“Harry Potter and the Half-Blood Prince” (movie)

July 18, 2009 Uncategorized 0

After waiting on tenterhooks since last summer and enduring Warner Brothers’ 8-month delay in releasing the film, my daughter and I finally saw “Harry Potter and the Half-Blood Prince” yesterday. I went in with high expectations, and came out with mixed feelings. I’ve tried to write this without including spoilers, but if you have somehow managed to avoid either reading or hearing anything about Book 6, you may want to skip this review.

On the plus side, it’s a longer movie than any of the previous ones, so you get to enjoy Harry’s world a little longer, which is all to the good as far as I’m concerned. The cinematagraphy, art design, and special effects are excellent. The score, while not as memorable as John Williams’ scores for the first three movies, was well-suited to the action and mood.

More importantly, “Half-Blood Prince” is very faithful to many of the book’s scenes and themes (with a few notable exceptions, discussed below.) The scenes involving the ups and downs of teen love are funny and moving by turns. I found the memories of the young and teenaged Tom Riddle chilling, though I wished more had been included. The cave-and-locket sequence is appropriately intense, and the final scenes, while somewhat changed from the book, brought me to tears.

The acting was, for the most part, spot-on. Tom Felton turns in an excellent performance, portraying Draco Malfoy’s increasingly conflicted emotions and deteriorating nerve with a sure touch. Jim Broadbent is perfectly cast as Horace Slughorn, Potions professor and “collector” of famous students, and Jessie Cave (Lavender Brown) is appropriately nauseating as Ron’s simpering and snog-crazy girlfriend. Tom Dillane, as the teenaged Tom Riddle, incorporates some of the same inflections and subtle facial movements used by Christian Coulson in “The Chamber of Secrets” — a nice touch which brings needed continuity to the role.

Not surprisingly, Radcliffe, Grint, and Watson have continued to grow as actors, and their performances demonstrate their increasing range. Ron (Rupert Grint) is fatuously hilarious in the scenes in which he has been bewitched by a love potion, and convincingly oblivious to Hermione’s feelings towards him. Hermione’s (Emma Watson) quiet anguish over Ron’s infatuation is very well done. The relationship between Harry (Daniel Radcliffe) and Dumbledore (Michael Gambon) shows greater depth and trust. Radcliffe does extremely well with Harry’s increasing maturity and sensitivity to Hermione’s pain, and his changed demeanor while under the influence of the Felix potion shows what Harry might have been if his circumstances had been happier.

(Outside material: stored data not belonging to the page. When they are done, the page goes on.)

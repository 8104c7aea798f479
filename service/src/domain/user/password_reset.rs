//! [`PasswordReset`] definitions.

use std::{str::FromStr, time::Duration};

#[cfg(doc)]
use common::DateTime;
use common::{unit::Expiration, DateTimeOf};
use derive_more::{AsRef, Display};
#[cfg(feature = "postgres")]
use postgres_types::{FromSql, ToSql};
use sha2::{Digest as _, Sha256};

#[cfg(doc)]
use crate::domain::User;

/// Pending password reset of a [`User`].
///
/// Only the [`TokenHash`] is stored, the [`Token`] itself is sent to the
/// [`User`] and never persisted.
#[derive(Clone, Debug, PartialEq)]
pub struct PasswordReset {
    /// [`TokenHash`] of the issued [`Token`].
    pub token_hash: TokenHash,

    /// [`DateTime`] when this [`PasswordReset`] expires.
    pub expires_at: ExpirationDateTime,
}

impl PasswordReset {
    /// Issues a new [`PasswordReset`] living for the provided `ttl`.
    ///
    /// Returns the plain [`Token`] to be delivered to the [`User`].
    #[must_use]
    pub fn issue(ttl: Duration) -> (Token, Self) {
        let token = Token::generate();
        let reset = Self {
            token_hash: TokenHash::of(&token),
            expires_at: ExpirationDateTime::now() + ttl,
        };
        (token, reset)
    }

    /// Checks whether the provided [`Token`] redeems this [`PasswordReset`].
    #[must_use]
    pub fn accepts(&self, token: &Token) -> bool {
        !self.expires_at.is_elapsed() && self.token_hash == TokenHash::of(token)
    }
}

/// Secret password reset token: 32 random bytes, hex-encoded.
#[derive(AsRef, Clone, Debug, Display, Eq, PartialEq)]
#[as_ref(str)]
pub struct Token(String);

impl Token {
    /// Generates a new random [`Token`].
    #[must_use]
    pub fn generate() -> Self {
        Self(hex::encode(rand::random::<[u8; 32]>()))
    }

    /// Creates a new [`Token`] if the given `token` looks like one.
    #[must_use]
    pub fn new(token: impl Into<String>) -> Option<Self> {
        let token = token.into();
        (token.len() == 64 && token.bytes().all(|b| b.is_ascii_hexdigit()))
            .then_some(Self(token))
    }
}

impl FromStr for Token {
    type Err = &'static str;

    fn from_str(s: &str) -> Result<Self, Self::Err> {
        Self::new(s).ok_or("invalid password reset `Token`")
    }
}

/// SHA-256 hash of a [`Token`], hex-encoded.
#[derive(AsRef, Clone, Debug, Display, Eq, PartialEq)]
#[as_ref(str)]
#[cfg_attr(feature = "postgres", derive(FromSql, ToSql), postgres(transparent))]
pub struct TokenHash(String);

impl TokenHash {
    /// Calculates the [`TokenHash`] of the given [`Token`].
    #[must_use]
    pub fn of(token: &Token) -> Self {
        Self(hex::encode(Sha256::digest(token.0.as_bytes())))
    }
}

/// [`DateTime`] when a [`PasswordReset`] expires.
pub type ExpirationDateTime = DateTimeOf<(PasswordReset, Expiration)>;

#[cfg(test)]
mod spec {
    use std::time::Duration;

    use super::{ExpirationDateTime, PasswordReset, Token, TokenHash};

    #[test]
    fn accepts_issued_token_only() {
        let (token, reset) = PasswordReset::issue(Duration::from_secs(3600));

        assert!(reset.accepts(&token));
        assert!(!reset.accepts(&Token::generate()));
        assert_ne!(reset.token_hash.as_ref(), token.as_ref());
    }

    #[test]
    fn rejects_expired() {
        let (token, mut reset) = PasswordReset::issue(Duration::from_secs(60));
        reset.expires_at = ExpirationDateTime::now() - Duration::from_secs(1);

        assert!(!reset.accepts(&token));
    }

    #[test]
    fn token_format() {
        let token = Token::generate();
        assert_eq!(token.as_ref().len(), 64);
        assert_eq!(Token::new(token.to_string()), Some(token.clone()));
        assert!(Token::new("abc").is_none());
        assert_eq!(TokenHash::of(&token), TokenHash::of(&token));
    }
}
//! [`Command`] for creating a [`Session`].

use common::{
    operations::{By, Select},
    DateTime,
};
use derive_more::{Display, Error, From};
use secrecy::{ExposeSecret as _, SecretBox};
use tracerr::Traced;

#[cfg(doc)]
use crate::domain::user::{session::Token, Email, Password};
use crate::{
    domain::{
        user::{self, session, Session},
        User,
    },
    infra::{database, Database},
    Service,
};

use super::Command;

/// [`Command`] for creating a [`Session`].
#[derive(Clone, Debug, From)]
pub enum CreateUserSession {
    /// Create a new [`Session`] by [`User`] credentials.
    ByCredentials {
        /// [`Email`] of a [`User`].
        email: user::Email,

        /// [`Password`] of a [`User`].
        password: SecretBox<user::Password>,
    },

    /// Create a new [`Session`] by [`User`] ID.
    ByUserId(user::Id),
}

/// Output of [`CreateUserSession`] [`Command`].
#[derive(Clone, Debug)]
pub struct Output {
    /// [`Token`] of the created [`Session`].
    pub token: session::Token,

    /// [`User`] whose [`Session`] has been created.
    pub user: User,

    /// [`DateTime`] when the [`Session`] expires.
    pub expires_at: session::ExpirationDateTime,
}

impl<Db, Bill> Command<CreateUserSession> for Service<Db, Bill>
where
    Db: Database<
            Select<By<Option<User>, user::Id>>,
            Ok = Option<User>,
            Err = Traced<database::Error>,
        > + for<'l> Database<
            Select<By<Option<User>, &'l user::Email>>,
            Ok = Option<User>,
            Err = Traced<database::Error>,
        >,
{
    type Ok = Output;
    type Err = Traced<ExecutionError>;

    async fn execute(
        &self,
        cmd: CreateUserSession,
    ) -> Result<Self::Ok, Self::Err> {
        use CreateUserSession as Cmd;
        use ExecutionError as E;

        let user = match cmd {
            Cmd::ByCredentials { email, password } => {
                let user = self
                    .database()
                    .execute(Select(By::new(&email)))
                    .await
                    .map_err(tracerr::map_from_and_wrap!(=> E))?
                    .ok_or(E::WrongCredentials)
                    .map_err(tracerr::wrap!())?;
                if !user.password_hash.verify(password.expose_secret()) {
                    return Err(tracerr::new!(E::WrongCredentials));
                }
                user
            }
            Cmd::ByUserId(user_id) => self
                .database()
                .execute(Select(By::new(user_id)))
                .await
                .map_err(tracerr::map_from_and_wrap!(=> E))?
                .ok_or(E::UserNotExists(user_id))
                .map_err(tracerr::wrap!())?,
        };

        let expires_at = (DateTime::now() + self.config().ttl.session).coerce();
        let token = jsonwebtoken::encode::<Session>(
            &jsonwebtoken::Header::default(),
            &Session {
                user_id: user.id,
                expires_at,
            },
            &self.config().jwt_encoding_key,
        )
        .map_err(tracerr::from_and_wrap!(=> E))?;

        // SAFETY: `jsonwebtoken::encode` always returns a valid
        //         `session::Token`.
        #[expect(unsafe_code, reason = "invariants are preserved")]
        let token = unsafe { session::Token::new_unchecked(token) };

        Ok(Output {
            token,
            user,
            expires_at,
        })
    }
}

/// Error of [`CreateUserSession`] [`Command`] execution.
#[derive(Debug, Display, Error, From)]
pub enum ExecutionError {
    /// [`Database`] error.
    #[display("`Database` operation failed: {_0}")]
    Db(database::Error),

    /// [`jsonwebtoken`] encoding error.
    #[display("Failed to encode a JSON Web Token: {_0}")]
    JsonWebTokenEncodeError(jsonwebtoken::errors::Error),

    /// [`User`] with the provided ID does not exist.
    #[display("`User(id: {_0})` does not exist")]
    #[from(ignore)]
    UserNotExists(#[error(not(source))] user::Id),

    /// [`CreateUserSession::ByCredentials`] contains wrong credentials.
    #[display("Wrong `User` credentials")]
    WrongCredentials,
}

#[cfg(test)]
mod spec {
    use secrecy::SecretBox;

    use crate::{domain::user, spec::service, Command as _};

    use super::{CreateUserSession, ExecutionError};

    #[tokio::test]
    async fn issues_token_for_valid_credentials() {
        let (svc, _) = service();
        let user = user::spec::with_role(user::Role::Tenant);
        svc.database().put(user.clone());

        let output = svc
            .execute(CreateUserSession::ByCredentials {
                email: user.email.clone(),
                password: SecretBox::new(Box::new(user::spec::password())),
            })
            .await
            .unwrap();

        assert_eq!(output.user.id, user.id);
        assert!(!output.token.to_string().is_empty());
    }

    #[tokio::test]
    async fn rejects_wrong_password() {
        let (svc, _) = service();
        let user = user::spec::with_role(user::Role::Tenant);
        svc.database().put(user.clone());

        let err = svc
            .execute(CreateUserSession::ByCredentials {
                email: user.email.clone(),
                password: SecretBox::new(Box::new(
                    user::Password::new("falsch123").unwrap(),
                )),
            })
            .await
            .unwrap_err();

        assert!(matches!(err.as_ref(), ExecutionError::WrongCredentials));
    }
}
//! Background [`Task`]s definitions.

mod background;
pub mod deliver_notices;

pub use common::Handler as Task;

pub use self::{
    background::Background,
    deliver_notices::{DeliverNotices, Inbox, Outbox},
};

On the downside, there are several major and some minor but significant deviations from the book. Dumbledore and Harry explore fewer “memories”; noticeably absent are the memories about Tom Riddle’s parents and ancestry and about the ring and the locket. The director and screenwriter apparently decided to insert an attack by Deatheaters into the middle of the film, placing several main characters at risk. This adds dramatic tension to the film but has no basis at all in the book. The Deatheater attack on Hogwarts at the end of the book is scaled down, for some inexplicable reason; no students or teachers are involved at all except Snape, Dumbledore, Draco Malfoy, and Harry. As for minor deviations and oddities, Bill and Fleur are missing entirely, which makes one wonder how the screenwriters plan to handle the wedding scene at the beginning of “Deathly Hallows Part I.” (My daughter predicts that they’ll turn it into Lupin and Tonks’s wedding. And yes, it’s confirmed; the seventh book will be split into two movies, as there are no subplots to compress or eliminate in order to condense the action. Besides, it will make the studio twice as much money.) The “Half-blood Prince” subplot seems oddly diluted, and neither Snape nor Harry reacts strongly enough to Harry’s use of the Sectum Sempra curse (though Ginny informs Harry that he has to hide the book where he won’t be tempted to use it, and shows him where to do so — another deviation from the book.)

The film contains less violence than the previous two, and garnered a surprising PG rather than a PG-13 rating despite increasing threats in the wizarding and Muggle worlds. The tone of the movie is uneven: the lighter scenes are disproportionately prevalent in the first half of the film, while the darker ones dominate the second half, leaving me with a feeling of having been to two different movies. Much of this may be attributed to leaving so many of the “memories” out of the film, which upsets the balance. In the book, Dumbledore’s and Harry’s trip through the past is the central thread; the scenes of teenage love are interwoven with this and the Half-blood Prince subplot, providing only brief respites from the growing sense of menace.

I also found the film’s ending somewhat unsatisfying, not because of the death of a certain well-loved character (which left me tearful even though I expected it) but because, unlike the other movies, there’s no real resolution. That is, of course, true of the book as well, albeit to a lesser degree, so it would be unfair of me to fault the film on that count. I’ll just say that I left the theater feeling unsettled, slightly bereft, and dismayed that I’ll have to wait two years for that final resolution.